Dissatisfied landlords

Despite their well-known son, the KPÖ was less enthusiastic about the occupation: shortly afterwards they tried to negotiate with the activists*, but they didn’t want to compromise. “[W]e will have a lot of work and struggle to do before we can turn some of our dreams into reality. For this we need this very House as a centre. We demand that all leftists accept these positions so far, and not to put obstacles in our way.”

Letter from KPÖ Vienna to the residents of Wielandgasse
Letter from KPÖ Vienna to the residents of Wielandgasse

The Austrian communists were not in a good situation at that time. A political reorientation became necessary after the slow disintegration of Soviet communism. The foundation of a left-wing electoral alliance failed, two thirds of the members resigned from the party. The dispute with the activists of the EKH came at an extremely bad time. The squatters also received support from the cultural scene: the writer Elfriede Jelinek or the essayist Michael Scharang stood up for the interests of the EKH.

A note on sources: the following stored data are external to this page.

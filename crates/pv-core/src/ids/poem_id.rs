use serde::{Deserialize, Serialize};

use super::id_macro::impl_id;

/// Identifier of a saved poem. Unique within a collection and never reused.
#[derive(Debug, Clone, PartialEq, Eq, Hash, Serialize, Deserialize)]
#[serde(transparent)]
pub struct PoemId(String);

impl_id!(PoemId);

In April 1991 the first rental contracts (symbolic rent of one shilling) were finally concluded between the communist owners and the EKH. However, this did not mean the end of the disputes. The communists repeatedly called in the police.

Capitalist Party of Austria?

In 2003 the KPÖ got into a difficult financial situation: The assets of the party were confiscated because the Novum GmbH was not owned by the KPÖ as initially assumed, but was counted as part of the SED2East German Communist Party assets. The party lost around 100 million euros and was on the verge of collapse.

So in 2004 it was decided to sell the EHK for 600,000 Euros – to a real estate company whose managing director was Christian Machowetz. According to scene information, he was a member of the neo-Nazi “Aktion Neue Rechte” in the 70s. The sale triggered a big debate within the left scene: The KPÖ was accused of treason and the slogan “EKH bleibt” (“EKH remains”) was created.3Schmoll, Karl: Realkapitalismus schwer gemacht. FM4, 03.11.2004 Finally, the municipality of Vienna purchased the building for 1.7 million Euros. To this day, the municipality still supports some projects in the EKH with money, which is not without controversy.

“EKH stays” is the slogan of the antifascist centre since the sale of the building

For the right-wing FPÖ, the EKH is “a switchboard for left-wing extremist terror”. Through solidarity support for refugees in matters of asylum and aliens law, some groups operate in legal grey areas. In addition, the EKH houses a computer laboratory, women’s writing workshops and emergency sleeping places for refugees.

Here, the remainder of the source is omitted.